**WHAT TO WORK ON**
Reproduce, exactly and in full, only the lines below from the one containing "for the authority." through the one containing "pub const FILE_AND_QUERY: Table".

[Collected data entries]

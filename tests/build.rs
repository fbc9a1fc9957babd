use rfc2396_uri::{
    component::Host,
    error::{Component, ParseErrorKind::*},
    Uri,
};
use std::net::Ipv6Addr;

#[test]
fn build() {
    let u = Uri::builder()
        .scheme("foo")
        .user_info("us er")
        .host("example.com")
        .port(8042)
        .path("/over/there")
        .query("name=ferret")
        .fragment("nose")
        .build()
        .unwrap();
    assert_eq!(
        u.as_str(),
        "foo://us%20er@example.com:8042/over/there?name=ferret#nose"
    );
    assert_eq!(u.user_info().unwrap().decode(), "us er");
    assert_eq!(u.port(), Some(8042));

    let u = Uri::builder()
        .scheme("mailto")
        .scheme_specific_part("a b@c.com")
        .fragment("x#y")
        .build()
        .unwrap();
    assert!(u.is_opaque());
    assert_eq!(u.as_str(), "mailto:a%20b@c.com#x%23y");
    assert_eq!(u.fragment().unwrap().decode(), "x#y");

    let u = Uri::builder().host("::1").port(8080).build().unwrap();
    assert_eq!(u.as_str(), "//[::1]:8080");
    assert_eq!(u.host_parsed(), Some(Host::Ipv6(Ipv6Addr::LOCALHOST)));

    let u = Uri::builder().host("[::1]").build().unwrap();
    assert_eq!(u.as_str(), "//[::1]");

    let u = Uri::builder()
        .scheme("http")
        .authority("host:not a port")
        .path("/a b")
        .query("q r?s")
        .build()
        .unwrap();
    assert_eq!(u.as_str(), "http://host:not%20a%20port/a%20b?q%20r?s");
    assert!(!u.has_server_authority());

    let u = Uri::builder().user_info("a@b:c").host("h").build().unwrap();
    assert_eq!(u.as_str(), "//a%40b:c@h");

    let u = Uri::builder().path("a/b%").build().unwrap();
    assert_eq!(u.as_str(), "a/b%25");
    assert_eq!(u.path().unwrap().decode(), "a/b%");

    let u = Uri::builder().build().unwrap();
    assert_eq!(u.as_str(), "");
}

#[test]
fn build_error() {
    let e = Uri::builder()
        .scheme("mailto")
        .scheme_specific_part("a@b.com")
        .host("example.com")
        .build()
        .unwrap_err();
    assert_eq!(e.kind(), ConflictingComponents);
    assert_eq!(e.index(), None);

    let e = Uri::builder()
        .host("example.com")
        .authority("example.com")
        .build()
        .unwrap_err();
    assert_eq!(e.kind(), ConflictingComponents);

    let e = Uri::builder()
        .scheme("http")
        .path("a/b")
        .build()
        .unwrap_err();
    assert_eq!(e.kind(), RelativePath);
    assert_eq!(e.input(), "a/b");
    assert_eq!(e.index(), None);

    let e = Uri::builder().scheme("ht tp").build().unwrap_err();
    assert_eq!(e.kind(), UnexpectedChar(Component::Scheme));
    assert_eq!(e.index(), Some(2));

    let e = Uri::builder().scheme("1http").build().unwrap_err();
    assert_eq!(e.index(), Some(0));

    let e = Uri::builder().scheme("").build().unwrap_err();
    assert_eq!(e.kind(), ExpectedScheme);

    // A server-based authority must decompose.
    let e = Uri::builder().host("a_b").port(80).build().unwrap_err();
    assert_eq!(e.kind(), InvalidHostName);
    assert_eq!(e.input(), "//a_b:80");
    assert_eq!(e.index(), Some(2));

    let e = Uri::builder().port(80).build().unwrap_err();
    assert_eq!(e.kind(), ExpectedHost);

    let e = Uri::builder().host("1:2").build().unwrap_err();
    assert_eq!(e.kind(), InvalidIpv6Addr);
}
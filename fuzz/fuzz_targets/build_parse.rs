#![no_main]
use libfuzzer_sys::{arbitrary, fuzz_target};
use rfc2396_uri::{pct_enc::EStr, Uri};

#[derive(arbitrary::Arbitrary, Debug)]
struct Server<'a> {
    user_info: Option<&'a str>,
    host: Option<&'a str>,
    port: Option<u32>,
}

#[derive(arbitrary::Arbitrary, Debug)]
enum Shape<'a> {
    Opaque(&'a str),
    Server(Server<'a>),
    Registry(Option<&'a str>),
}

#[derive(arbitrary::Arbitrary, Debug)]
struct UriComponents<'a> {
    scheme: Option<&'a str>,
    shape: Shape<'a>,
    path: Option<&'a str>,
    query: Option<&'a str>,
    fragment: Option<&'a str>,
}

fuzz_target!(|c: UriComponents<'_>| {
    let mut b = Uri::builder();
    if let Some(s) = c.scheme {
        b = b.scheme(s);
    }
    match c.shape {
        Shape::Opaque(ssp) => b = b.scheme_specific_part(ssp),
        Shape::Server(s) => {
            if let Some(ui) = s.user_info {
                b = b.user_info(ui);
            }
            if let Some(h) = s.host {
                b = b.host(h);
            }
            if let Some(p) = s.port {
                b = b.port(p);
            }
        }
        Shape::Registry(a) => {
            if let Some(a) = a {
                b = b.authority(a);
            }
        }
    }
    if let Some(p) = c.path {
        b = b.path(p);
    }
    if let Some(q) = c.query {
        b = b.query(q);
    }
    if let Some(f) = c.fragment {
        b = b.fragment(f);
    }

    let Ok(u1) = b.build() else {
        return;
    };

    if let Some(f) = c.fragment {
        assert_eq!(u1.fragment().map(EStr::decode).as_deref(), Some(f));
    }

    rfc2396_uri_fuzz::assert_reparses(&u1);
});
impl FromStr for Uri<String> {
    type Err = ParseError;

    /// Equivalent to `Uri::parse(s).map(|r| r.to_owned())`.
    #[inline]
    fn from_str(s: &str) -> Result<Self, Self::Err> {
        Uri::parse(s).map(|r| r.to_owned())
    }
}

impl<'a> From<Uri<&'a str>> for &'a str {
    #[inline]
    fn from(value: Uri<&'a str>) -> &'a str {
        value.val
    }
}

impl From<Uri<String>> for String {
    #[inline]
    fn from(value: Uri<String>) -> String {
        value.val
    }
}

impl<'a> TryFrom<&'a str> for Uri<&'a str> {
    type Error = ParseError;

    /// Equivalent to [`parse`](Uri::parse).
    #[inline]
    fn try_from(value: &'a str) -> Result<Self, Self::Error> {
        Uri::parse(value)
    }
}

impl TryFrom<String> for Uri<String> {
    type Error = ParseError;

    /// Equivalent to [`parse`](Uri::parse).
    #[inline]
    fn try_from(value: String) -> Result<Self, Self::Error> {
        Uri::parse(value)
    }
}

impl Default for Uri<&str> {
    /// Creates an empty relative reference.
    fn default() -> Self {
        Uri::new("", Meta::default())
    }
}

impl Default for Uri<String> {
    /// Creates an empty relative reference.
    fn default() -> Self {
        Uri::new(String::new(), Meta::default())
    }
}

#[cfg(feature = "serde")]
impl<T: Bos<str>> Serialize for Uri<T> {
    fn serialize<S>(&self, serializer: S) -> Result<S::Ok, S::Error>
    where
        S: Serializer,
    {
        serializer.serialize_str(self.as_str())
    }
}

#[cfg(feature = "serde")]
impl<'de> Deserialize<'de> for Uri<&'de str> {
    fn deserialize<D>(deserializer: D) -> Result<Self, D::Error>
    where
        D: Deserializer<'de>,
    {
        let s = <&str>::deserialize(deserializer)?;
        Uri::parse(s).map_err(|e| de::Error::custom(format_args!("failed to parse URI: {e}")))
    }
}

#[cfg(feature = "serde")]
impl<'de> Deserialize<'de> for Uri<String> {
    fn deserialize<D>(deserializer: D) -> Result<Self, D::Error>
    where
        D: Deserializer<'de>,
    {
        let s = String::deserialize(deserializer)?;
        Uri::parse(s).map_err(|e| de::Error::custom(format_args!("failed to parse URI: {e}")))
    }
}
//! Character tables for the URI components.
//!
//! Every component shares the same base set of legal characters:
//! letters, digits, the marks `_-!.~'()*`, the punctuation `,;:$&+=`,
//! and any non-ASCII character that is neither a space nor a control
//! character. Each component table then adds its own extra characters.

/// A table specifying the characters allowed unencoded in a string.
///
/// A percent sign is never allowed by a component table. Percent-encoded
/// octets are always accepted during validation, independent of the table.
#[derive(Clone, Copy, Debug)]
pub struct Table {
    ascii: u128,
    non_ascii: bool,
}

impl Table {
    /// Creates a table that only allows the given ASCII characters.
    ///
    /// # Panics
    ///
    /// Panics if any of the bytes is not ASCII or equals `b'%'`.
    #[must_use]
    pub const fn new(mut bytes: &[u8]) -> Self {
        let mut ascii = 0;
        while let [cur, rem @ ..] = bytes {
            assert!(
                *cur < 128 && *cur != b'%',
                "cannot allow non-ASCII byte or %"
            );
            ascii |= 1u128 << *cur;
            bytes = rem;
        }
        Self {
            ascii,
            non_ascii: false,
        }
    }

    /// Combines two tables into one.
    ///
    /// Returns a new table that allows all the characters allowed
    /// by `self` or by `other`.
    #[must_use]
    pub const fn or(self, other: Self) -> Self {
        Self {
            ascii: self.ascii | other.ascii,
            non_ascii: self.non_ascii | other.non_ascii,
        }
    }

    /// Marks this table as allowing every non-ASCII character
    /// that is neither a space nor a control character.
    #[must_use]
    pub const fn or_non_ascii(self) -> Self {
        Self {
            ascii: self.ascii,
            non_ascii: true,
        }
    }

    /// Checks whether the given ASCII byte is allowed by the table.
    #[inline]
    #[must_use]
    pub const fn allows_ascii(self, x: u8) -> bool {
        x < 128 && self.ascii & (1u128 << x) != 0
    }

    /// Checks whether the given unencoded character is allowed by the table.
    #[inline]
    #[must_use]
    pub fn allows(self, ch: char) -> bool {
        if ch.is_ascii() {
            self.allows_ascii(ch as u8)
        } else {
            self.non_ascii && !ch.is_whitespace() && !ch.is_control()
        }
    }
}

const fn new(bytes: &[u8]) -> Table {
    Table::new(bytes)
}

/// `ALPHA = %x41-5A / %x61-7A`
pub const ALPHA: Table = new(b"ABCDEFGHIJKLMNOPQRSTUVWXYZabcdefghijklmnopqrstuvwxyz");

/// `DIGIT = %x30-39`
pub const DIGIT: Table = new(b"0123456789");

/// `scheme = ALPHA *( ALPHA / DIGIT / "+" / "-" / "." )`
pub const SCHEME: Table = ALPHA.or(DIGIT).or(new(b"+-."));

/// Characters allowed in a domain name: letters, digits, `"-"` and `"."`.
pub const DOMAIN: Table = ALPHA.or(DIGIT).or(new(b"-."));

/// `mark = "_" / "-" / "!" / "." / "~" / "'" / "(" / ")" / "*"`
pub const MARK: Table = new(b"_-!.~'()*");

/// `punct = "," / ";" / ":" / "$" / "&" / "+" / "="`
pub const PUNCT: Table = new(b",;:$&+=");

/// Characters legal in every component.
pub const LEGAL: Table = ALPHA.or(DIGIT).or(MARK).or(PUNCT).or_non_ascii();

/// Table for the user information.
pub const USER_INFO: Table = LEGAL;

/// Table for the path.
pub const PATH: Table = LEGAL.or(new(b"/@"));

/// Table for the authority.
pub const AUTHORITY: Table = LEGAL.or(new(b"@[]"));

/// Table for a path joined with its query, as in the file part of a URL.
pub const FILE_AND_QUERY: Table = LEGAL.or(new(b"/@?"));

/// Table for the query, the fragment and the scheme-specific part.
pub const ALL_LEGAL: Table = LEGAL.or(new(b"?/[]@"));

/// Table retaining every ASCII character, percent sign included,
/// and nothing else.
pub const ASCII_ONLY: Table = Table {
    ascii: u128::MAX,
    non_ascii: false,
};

**ANSWER BELOW**
/// Table for the authority.
pub const AUTHORITY: Table = LEGAL.or(new(b"@[]"));

/// Table for a path joined with its query, as in the file part of a URL.
pub const FILE_AND_QUERY: Table = LEGAL.or(new(b"/@?"));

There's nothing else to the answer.